(SUPPLIED DATA Opens)

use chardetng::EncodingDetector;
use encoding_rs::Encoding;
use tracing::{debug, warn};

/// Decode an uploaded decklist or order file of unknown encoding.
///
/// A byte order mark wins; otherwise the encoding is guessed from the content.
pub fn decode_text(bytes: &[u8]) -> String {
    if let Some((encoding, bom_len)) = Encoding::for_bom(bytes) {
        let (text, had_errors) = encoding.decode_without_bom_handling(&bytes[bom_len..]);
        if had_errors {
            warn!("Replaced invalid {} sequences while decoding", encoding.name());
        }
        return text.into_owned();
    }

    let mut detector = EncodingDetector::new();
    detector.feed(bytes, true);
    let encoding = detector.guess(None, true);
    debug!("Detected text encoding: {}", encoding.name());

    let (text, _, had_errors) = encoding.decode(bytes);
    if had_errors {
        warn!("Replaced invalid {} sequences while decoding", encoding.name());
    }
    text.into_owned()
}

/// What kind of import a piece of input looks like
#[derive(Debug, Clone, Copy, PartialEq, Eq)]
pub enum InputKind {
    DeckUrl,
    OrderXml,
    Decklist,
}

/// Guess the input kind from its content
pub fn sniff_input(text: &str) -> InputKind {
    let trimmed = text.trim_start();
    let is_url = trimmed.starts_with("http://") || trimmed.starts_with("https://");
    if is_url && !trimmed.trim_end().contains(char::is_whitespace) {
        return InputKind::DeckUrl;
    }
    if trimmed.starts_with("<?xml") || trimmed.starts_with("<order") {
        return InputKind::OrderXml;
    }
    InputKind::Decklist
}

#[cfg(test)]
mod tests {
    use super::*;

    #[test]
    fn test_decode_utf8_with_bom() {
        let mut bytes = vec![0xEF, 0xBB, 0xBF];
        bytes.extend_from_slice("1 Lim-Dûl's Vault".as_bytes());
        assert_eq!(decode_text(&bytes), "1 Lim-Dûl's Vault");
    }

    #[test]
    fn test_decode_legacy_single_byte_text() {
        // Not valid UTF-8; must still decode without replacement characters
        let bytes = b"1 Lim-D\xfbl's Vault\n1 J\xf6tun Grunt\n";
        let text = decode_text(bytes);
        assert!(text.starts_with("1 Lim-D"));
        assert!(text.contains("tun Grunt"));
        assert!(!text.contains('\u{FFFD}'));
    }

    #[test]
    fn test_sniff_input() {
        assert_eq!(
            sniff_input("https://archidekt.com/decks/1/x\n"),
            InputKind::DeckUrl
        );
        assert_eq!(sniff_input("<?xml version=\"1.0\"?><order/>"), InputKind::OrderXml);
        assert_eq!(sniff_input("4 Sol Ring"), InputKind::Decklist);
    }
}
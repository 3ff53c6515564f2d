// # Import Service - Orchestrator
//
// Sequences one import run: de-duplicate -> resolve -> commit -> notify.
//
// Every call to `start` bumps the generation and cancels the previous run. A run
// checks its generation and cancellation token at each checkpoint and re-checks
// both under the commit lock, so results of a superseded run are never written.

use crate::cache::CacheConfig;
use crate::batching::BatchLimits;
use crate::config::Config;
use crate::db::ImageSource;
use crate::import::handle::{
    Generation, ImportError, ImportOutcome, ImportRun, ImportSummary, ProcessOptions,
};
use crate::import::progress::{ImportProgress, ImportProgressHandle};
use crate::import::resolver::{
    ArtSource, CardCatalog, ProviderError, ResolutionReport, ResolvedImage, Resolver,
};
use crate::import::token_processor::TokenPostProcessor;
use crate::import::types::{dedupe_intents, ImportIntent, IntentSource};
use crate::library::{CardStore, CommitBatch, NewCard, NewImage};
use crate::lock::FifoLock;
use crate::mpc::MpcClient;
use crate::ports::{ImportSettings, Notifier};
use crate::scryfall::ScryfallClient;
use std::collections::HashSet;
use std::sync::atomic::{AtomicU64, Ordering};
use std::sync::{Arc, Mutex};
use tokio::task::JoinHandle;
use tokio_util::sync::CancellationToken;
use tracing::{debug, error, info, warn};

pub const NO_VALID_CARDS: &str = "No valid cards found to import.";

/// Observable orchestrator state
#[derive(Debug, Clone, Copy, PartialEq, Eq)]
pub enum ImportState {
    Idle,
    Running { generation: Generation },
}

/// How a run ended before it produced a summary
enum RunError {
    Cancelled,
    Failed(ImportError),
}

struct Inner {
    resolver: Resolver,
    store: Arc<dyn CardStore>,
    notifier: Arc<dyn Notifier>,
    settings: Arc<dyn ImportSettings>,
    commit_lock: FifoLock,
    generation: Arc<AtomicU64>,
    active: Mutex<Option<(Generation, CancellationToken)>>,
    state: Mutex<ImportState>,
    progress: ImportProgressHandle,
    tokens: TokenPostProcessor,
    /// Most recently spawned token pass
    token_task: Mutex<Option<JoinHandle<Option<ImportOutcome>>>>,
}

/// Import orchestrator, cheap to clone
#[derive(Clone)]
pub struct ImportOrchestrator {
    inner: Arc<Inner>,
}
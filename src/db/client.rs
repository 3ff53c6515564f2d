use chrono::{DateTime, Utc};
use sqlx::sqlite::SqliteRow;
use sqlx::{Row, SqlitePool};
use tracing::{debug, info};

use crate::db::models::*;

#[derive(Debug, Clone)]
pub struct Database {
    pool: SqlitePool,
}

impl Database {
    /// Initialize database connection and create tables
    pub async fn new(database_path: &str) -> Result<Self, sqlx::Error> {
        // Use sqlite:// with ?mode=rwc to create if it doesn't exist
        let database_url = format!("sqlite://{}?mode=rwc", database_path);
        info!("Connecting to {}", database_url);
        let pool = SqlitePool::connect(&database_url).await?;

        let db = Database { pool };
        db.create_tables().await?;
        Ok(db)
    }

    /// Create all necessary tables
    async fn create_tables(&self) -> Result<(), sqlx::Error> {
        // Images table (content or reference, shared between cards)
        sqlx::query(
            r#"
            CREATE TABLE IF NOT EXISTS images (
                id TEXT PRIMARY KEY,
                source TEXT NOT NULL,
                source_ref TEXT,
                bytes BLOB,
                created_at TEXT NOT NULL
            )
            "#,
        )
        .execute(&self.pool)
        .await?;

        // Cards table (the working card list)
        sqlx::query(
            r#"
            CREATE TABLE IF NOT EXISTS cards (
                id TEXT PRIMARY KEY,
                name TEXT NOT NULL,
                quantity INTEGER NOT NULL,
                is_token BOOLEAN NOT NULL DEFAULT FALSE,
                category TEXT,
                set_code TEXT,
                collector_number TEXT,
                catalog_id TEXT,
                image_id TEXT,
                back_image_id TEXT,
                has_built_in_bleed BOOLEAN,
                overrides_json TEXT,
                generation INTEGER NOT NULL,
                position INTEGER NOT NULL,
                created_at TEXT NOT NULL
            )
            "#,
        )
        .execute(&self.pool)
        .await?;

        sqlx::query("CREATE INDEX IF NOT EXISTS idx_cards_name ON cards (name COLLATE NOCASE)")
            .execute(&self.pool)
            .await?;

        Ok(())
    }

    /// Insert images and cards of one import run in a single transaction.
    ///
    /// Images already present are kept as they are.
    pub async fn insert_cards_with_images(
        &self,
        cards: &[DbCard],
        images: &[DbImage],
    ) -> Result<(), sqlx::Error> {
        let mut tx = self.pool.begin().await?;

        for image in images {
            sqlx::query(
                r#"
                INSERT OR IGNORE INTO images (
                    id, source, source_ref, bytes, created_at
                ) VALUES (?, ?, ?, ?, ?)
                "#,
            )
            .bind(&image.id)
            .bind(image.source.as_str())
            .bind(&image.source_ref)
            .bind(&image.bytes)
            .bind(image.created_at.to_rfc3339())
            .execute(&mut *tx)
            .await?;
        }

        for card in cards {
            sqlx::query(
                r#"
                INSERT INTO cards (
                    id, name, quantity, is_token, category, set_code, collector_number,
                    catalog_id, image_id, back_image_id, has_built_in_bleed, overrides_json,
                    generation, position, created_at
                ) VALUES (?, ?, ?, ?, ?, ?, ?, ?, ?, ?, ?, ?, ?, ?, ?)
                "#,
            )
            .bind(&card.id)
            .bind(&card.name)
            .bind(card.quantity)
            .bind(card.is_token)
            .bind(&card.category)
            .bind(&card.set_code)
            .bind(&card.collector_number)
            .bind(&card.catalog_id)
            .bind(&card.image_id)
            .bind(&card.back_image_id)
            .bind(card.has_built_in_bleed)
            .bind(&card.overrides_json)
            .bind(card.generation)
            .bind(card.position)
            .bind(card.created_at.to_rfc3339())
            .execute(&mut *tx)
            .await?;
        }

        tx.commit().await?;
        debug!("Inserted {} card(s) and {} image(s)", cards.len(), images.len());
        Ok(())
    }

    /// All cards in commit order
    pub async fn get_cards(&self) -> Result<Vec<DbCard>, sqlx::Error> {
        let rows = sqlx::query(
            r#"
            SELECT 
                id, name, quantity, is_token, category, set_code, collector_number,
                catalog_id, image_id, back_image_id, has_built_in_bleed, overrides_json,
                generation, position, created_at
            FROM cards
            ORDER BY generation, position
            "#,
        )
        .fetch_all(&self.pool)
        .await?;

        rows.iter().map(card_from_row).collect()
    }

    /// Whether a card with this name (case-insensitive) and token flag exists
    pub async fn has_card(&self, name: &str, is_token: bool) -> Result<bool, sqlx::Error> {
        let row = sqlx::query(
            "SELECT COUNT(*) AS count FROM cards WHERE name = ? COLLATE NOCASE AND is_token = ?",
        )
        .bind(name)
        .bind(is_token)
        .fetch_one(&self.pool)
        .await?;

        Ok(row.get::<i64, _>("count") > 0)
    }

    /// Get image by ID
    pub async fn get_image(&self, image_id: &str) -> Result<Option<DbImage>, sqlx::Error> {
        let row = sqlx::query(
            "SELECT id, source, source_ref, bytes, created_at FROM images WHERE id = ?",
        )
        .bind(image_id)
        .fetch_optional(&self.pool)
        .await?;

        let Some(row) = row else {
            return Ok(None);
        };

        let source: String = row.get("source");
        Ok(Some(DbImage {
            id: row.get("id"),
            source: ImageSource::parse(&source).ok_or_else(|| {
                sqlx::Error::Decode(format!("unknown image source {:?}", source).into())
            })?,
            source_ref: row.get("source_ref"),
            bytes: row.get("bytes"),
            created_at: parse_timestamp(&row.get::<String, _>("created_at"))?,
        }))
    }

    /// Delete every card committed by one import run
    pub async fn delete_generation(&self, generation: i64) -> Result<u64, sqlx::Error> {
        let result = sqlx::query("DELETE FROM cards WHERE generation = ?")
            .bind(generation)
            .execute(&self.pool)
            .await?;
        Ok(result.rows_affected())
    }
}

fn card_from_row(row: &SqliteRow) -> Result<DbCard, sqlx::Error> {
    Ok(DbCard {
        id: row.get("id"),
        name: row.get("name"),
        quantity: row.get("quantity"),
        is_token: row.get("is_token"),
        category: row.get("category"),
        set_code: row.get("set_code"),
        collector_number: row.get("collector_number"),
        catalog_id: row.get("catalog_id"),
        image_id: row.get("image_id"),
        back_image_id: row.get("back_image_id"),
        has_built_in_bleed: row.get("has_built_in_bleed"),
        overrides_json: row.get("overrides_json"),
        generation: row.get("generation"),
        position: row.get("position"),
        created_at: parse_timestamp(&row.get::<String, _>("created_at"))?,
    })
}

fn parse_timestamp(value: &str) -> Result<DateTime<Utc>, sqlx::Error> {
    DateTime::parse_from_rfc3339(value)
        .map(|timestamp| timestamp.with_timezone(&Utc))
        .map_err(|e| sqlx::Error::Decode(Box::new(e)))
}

(SUPPLIED DATA Closes)

Show, from the entries above, every line that includes the string "InputKind".

pub enum InputKind {
pub fn sniff_input(text: &str) -> InputKind {
        return InputKind::DeckUrl;
        return InputKind::OrderXml;
    InputKind::Decklist
            InputKind::DeckUrl
        assert_eq!(sniff_input("<?xml version=\"1.0\"?><order/>"), InputKind::OrderXml);
        assert_eq!(sniff_input("4 Sol Ring"), InputKind::Decklist);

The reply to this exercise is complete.